[Saved data entries]
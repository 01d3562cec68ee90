// SPDX-License-Identifier: BUSL-1.1
// Copyright (c) 2026 Alfred Jean LLC

//! Absolute-path helpers for '/'-separated store keys.

/// Join a base path and a relative key. A trailing-slash base or an empty
/// key never produces doubled separators.
pub fn join(base: &str, key: &str) -> String {
    let base = base.trim_end_matches('/');
    let key = key.trim_matches('/');
    if key.is_empty() {
        if base.is_empty() {
            "/".to_string()
        } else {
            base.to_string()
        }
    } else if base.is_empty() {
        format!("/{}", key)
    } else {
        format!("{}/{}", base, key)
    }
}

/// Parent of an absolute path; `None` at the root.
pub fn parent(path: &str) -> Option<&str> {
    let trimmed = path.trim_end_matches('/');
    if trimmed.is_empty() {
        return None;
    }
    match trimmed.rfind('/') {
        Some(0) => Some("/"),
        Some(idx) => Some(&trimmed[..idx]),
        None => None,
    }
}

/// Final path segment.
pub fn basename(path: &str) -> &str {
    path.trim_end_matches('/').rsplit('/').next().unwrap_or("")
}

/// Strip `root` from `abs`, yielding the root-relative key ("" for the
/// root itself). `None` when `abs` is outside the root.
pub fn relative<'a>(root: &str, abs: &'a str) -> Option<&'a str> {
    let root = root.trim_end_matches('/');
    if abs == root || (root.is_empty() && abs == "/") {
        return Some("");
    }
    abs.strip_prefix(root)?.strip_prefix('/')
}

/// Every proper ancestor of `path` below (and excluding) `stop`, nearest
/// first. Used for empty-parent cleanup walks.
pub fn ancestors_below<'a>(path: &'a str, stop: &str) -> Vec<&'a str> {
    let stop = stop.trim_end_matches('/');
    let mut out = Vec::new();
    let mut current = path;
    while let Some(p) = parent(current) {
        if p == stop || p == "/" {
            break;
        }
        out.push(p);
        current = p;
    }
    out
}
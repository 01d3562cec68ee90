// SPDX-License-Identifier: BUSL-1.1
// Copyright (c) 2026 Alfred Jean LLC

pub mod call;
pub mod server;

use std::sync::Arc;

use anyhow::{bail, Result};

use skynet_core::{Config, RegistryBackend};
use skynet_registry::{RegistryLayout, ServiceRegistry};
use skynet_store::{MemoryStore, StoreConnector};

/// Build the coordination-store connector for the configured backend.
///
/// The ZooKeeper and Doozer transports live outside this workspace; a
/// build without one linked can still run everything against the
/// in-process loopback store.
pub fn connector(config: &Config) -> Result<Arc<dyn StoreConnector>> {
    match config.registry.backend {
        RegistryBackend::Memory => Ok(Arc::new(MemoryStore::new())),
        backend @ (RegistryBackend::Zk | RegistryBackend::Doozer) => bail!(
            "the {:?} transport adapter is not linked into this build; \
             set `registry.backend: memory` or link an adapter crate",
            backend
        ),
    }
}

pub async fn open_registry(config: &Config) -> Result<ServiceRegistry> {
    let connector = connector(config)?;
    let registry =
        ServiceRegistry::open(connector, config.local_ip(), RegistryLayout::Instances).await?;
    Ok(registry)
}
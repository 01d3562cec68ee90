// SPDX-License-Identifier: BUSL-1.1
// Copyright (c) 2026 Alfred Jean LLC

//! Coordination-store adapter interface.
//!
//! The transport itself (ZooKeeper, Doozer) lives outside this workspace;
//! everything here is written against these traits. Adapters are expected
//! to retry their own transient failures internally, so callers only see
//! the distinguished conditions below.

use async_trait::async_trait;
use std::sync::Arc;
use thiserror::Error;
use tokio::sync::mpsc;

/// Node metadata returned alongside reads.
#[derive(Debug, Clone, Copy, PartialEq, Eq)]
pub struct NodeStat {
    /// Data version, bumped on every `set`.
    pub version: i64,
    pub num_children: usize,
    /// Ephemeral nodes have no children and vanish with their creator's
    /// session.
    pub ephemeral: bool,
}

/// Session events delivered to the single watcher sink.
///
/// Watches are one-shot: after any event for a path, the observer must
/// re-issue a watching read to keep observing that node.
#[derive(Debug, Clone, PartialEq, Eq)]
pub enum StoreEvent {
    ChangedValue(String),
    ChangedChildren(String),
    Created(String),
    Deleted(String),
    SessionExpired,
    Disconnected,
}

#[derive(Debug, Error)]
pub enum StoreError {
    #[error("no node: {0}")]
    NoNode(String),

    #[error("node already exists: {0}")]
    NodeExists(String),

    #[error("node has children: {0}")]
    NotEmpty(String),

    #[error("ephemeral nodes cannot have children: {0}")]
    EphemeralParent(String),

    #[error("session expired")]
    SessionExpired,

    #[error("store connection failed: {0}")]
    Connection(String),
}

/// One live session against the coordination store.
///
/// All paths are absolute, `'/'`-separated. Reads take a `watch` flag that
/// arms a one-shot watch on the node before returning.
#[async_trait]
pub trait StoreSession: Send + Sync {
    async fn create(&self, path: &str, data: &[u8], ephemeral: bool) -> Result<(), StoreError>;

    async fn set(&self, path: &str, data: &[u8]) -> Result<(), StoreError>;

    /// Single-node read. `Ok(None)` is the distinguished "missing" result.
    async fn get(&self, path: &str, watch: bool)
        -> Result<Option<(Vec<u8>, NodeStat)>, StoreError>;

    async fn children(&self, path: &str, watch: bool) -> Result<Vec<String>, StoreError>;

    async fn delete(&self, path: &str) -> Result<(), StoreError>;

    async fn exists(&self, path: &str) -> Result<bool, StoreError>;

    /// End the session, releasing its ephemeral nodes.
    async fn close(&self);
}

/// Opens sessions. A lost session cannot be revived; the consumer connects
/// again and re-bootstraps.
#[async_trait]
pub trait StoreConnector: Send + Sync {
    async fn connect(
        &self,
    ) -> Result<(Arc<dyn StoreSession>, mpsc::UnboundedReceiver<StoreEvent>), StoreError>;
}
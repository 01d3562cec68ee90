// SPDX-License-Identifier: BUSL-1.1
// Copyright (c) 2026 Alfred Jean LLC

//! Bind, accept, publish, shut down.

use std::collections::HashMap;
use std::net::SocketAddr;
use std::sync::Arc;
use std::time::Duration;

use thiserror::Error;
use tokio::net::TcpListener;
use tokio_util::sync::CancellationToken;
use tokio_util::task::TaskTracker;
use tracing::{debug, error, info, warn};

use skynet_core::{instance_uuid, InstanceRecord};
use skynet_registry::{RegistryError, ServiceRegistry};

use crate::conn::{self, ServiceMap};
use crate::service::{self, SkynetService};

/// How far past the configured port the bind probes on "address in use".
const PORT_PROBE_RANGE: u16 = 999;

#[derive(Debug, Error)]
pub enum ServerError {
    /// A registered object does not satisfy the service contract.
    #[error("invalid service: {0}")]
    InvalidService(String),

    #[error("no free port in {host}:{start}..={end}")]
    NoFreePort { host: String, start: u16, end: u16 },

    #[error(transparent)]
    Registry(#[from] RegistryError),

    #[error(transparent)]
    Io(#[from] std::io::Error),
}

#[derive(Debug, Clone)]
pub struct ServerOptions {
    /// Applies to framed reads that follow another frame mid-request.
    pub read_timeout: Duration,
    /// How long shutdown waits for live connection handlers.
    pub drain_timeout: Duration,
}

impl Default for ServerOptions {
    fn default() -> Self {
        Self { read_timeout: Duration::from_secs(60), drain_timeout: Duration::from_secs(5) }
    }
}

/// A bound, registered RPC server. Drive it with [`run`](Self::run);
/// stop it through its [`ServerHandle`].
pub struct Server {
    registry: ServiceRegistry,
    services: Arc<ServiceMap>,
    instances: Vec<InstanceRecord>,
    listener: TcpListener,
    addr: SocketAddr,
    host: String,
    options: ServerOptions,
    cancel: CancellationToken,
    tracker: TaskTracker,
}

impl std::fmt::Debug for Server {
    fn fmt(&self, f: &mut std::fmt::Formatter<'_>) -> std::fmt::Result {
        f.debug_struct("Server").field("addr", &self.addr).field("host", &self.host).finish()
    }
}

impl Server {
    /// Listen at `(host, port_start)`, probing upward past taken ports,
    /// then publish every service at the bound address.
    pub async fn bind(
        host: &str,
        port_start: u16,
        registry: ServiceRegistry,
        services: Vec<Arc<dyn SkynetService>>,
        options: ServerOptions,
    ) -> Result<Self, ServerError> {
        let mut map: ServiceMap = HashMap::new();
        for svc in services {
            service::validate(svc.as_ref()).map_err(ServerError::InvalidService)?;
            let name = svc.service_name().to_string();
            if map.insert(name.clone(), svc).is_some() {
                return Err(ServerError::InvalidService(format!(
                    "duplicate service name {:?}",
                    name
                )));
            }
        }

        let (listener, addr) = probe_bind(host, port_start).await?;
        info!(%addr, services = map.len(), "server listening");

        let mut instances = Vec::with_capacity(map.len());
        for svc in map.values() {
            registry
                .register(
                    svc.service_name(),
                    svc.service_version(),
                    svc.service_region(),
                    host,
                    addr.port(),
                )
                .await?;
            instances.push(InstanceRecord {
                uuid: instance_uuid(
                    host,
                    addr.port(),
                    std::process::id(),
                    svc.service_name(),
                    svc.service_version(),
                ),
                name: svc.service_name().to_string(),
                version: svc.service_version().to_string(),
                region: svc.service_region().to_string(),
                ip: host.to_string(),
                port: addr.port(),
                max_port: port_start.saturating_add(PORT_PROBE_RANGE),
                registered: true,
            });
        }

        Ok(Self {
            registry,
            services: Arc::new(map),
            instances,
            listener,
            addr,
            host: host.to_string(),
            options,
            cancel: CancellationToken::new(),
            tracker: TaskTracker::new(),
        })
    }

    pub fn local_addr(&self) -> SocketAddr {
        self.addr
    }

    pub fn port(&self) -> u16 {
        self.addr.port()
    }

    /// The records this server published at bind.
    pub fn instances(&self) -> &[InstanceRecord] {
        &self.instances
    }

    /// A handle that outlives [`run`](Self::run) for shutting down.
    pub fn handle(&self) -> ServerHandle {
        ServerHandle {
            registry: self.registry.clone(),
            services: Arc::clone(&self.services),
            host: self.host.clone(),
            port: self.addr.port(),
            options: self.options.clone(),
            cancel: self.cancel.clone(),
            tracker: self.tracker.clone(),
        }
    }

    /// Accept loop: one task per connection, until shutdown. Handler
    /// failures are contained to their connection.
    pub async fn run(self) {
        loop {
            let accepted = tokio::select! {
                _ = self.cancel.cancelled() => break,
                accepted = self.listener.accept() => accepted,
            };
            match accepted {
                Ok((stream, peer)) => {
                    debug!(%peer, "accepted connection");
                    self.tracker.spawn(conn::serve(
                        stream,
                        Arc::clone(&self.services),
                        self.options.clone(),
                        self.cancel.child_token(),
                    ));
                }
                Err(e) => error!(error = %e, "accept failed"),
            }
        }
        debug!(addr = %self.addr, "acceptor stopped");
    }
}

/// Controls a running server from outside its accept loop.
#[derive(Clone)]
pub struct ServerHandle {
    registry: ServiceRegistry,
    services: Arc<ServiceMap>,
    host: String,
    port: u16,
    options: ServerOptions,
    cancel: CancellationToken,
    tracker: TaskTracker,
}

impl ServerHandle {
    /// Deregister every service, stop the acceptor, and drain connection
    /// handlers best-effort. Deregistration comes first so peers observe
    /// removal before the listener goes away.
    pub async fn shutdown(&self) {
        for svc in self.services.values() {
            if let Err(e) = self
                .registry
                .deregister(
                    svc.service_name(),
                    svc.service_version(),
                    svc.service_region(),
                    &self.host,
                    self.port,
                )
                .await
            {
                warn!(service = svc.service_name(), error = %e, "deregister failed");
            }
        }

        self.cancel.cancel();
        self.tracker.close();
        if tokio::time::timeout(self.options.drain_timeout, self.tracker.wait()).await.is_err() {
            warn!("connection handlers did not drain within the timeout");
        }
    }
}

/// Try `port_start`, incrementing on "address in use" up to the probe
/// range, then fail.
async fn probe_bind(host: &str, port_start: u16) -> Result<(TcpListener, SocketAddr), ServerError> {
    let end = port_start.saturating_add(PORT_PROBE_RANGE);
    for port in port_start..=end {
        match TcpListener::bind((host, port)).await {
            Ok(listener) => {
                let addr = listener.local_addr()?;
                return Ok((listener, addr));
            }
            Err(e) if e.kind() == std::io::ErrorKind::AddrInUse => {
                debug!(host, port, "port taken; probing the next one");
            }
            Err(e) => return Err(e.into()),
        }
    }
    Err(ServerError::NoFreePort { host: host.to_string(), start: port_start, end })
}

#[cfg(test)]
#[path = "server_tests.rs"]
mod tests;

What is needed> Filter the data, keeping only the lines that contain "ServerError".

Task answer>
pub enum ServerError {
    ) -> Result<Self, ServerError> {
            service::validate(svc.as_ref()).map_err(ServerError::InvalidService)?;
                return Err(ServerError::InvalidService(format!(
async fn probe_bind(host: &str, port_start: u16) -> Result<(TcpListener, SocketAddr), ServerError> {
    Err(ServerError::NoFreePort { host: host.to_string(), start: port_start, end })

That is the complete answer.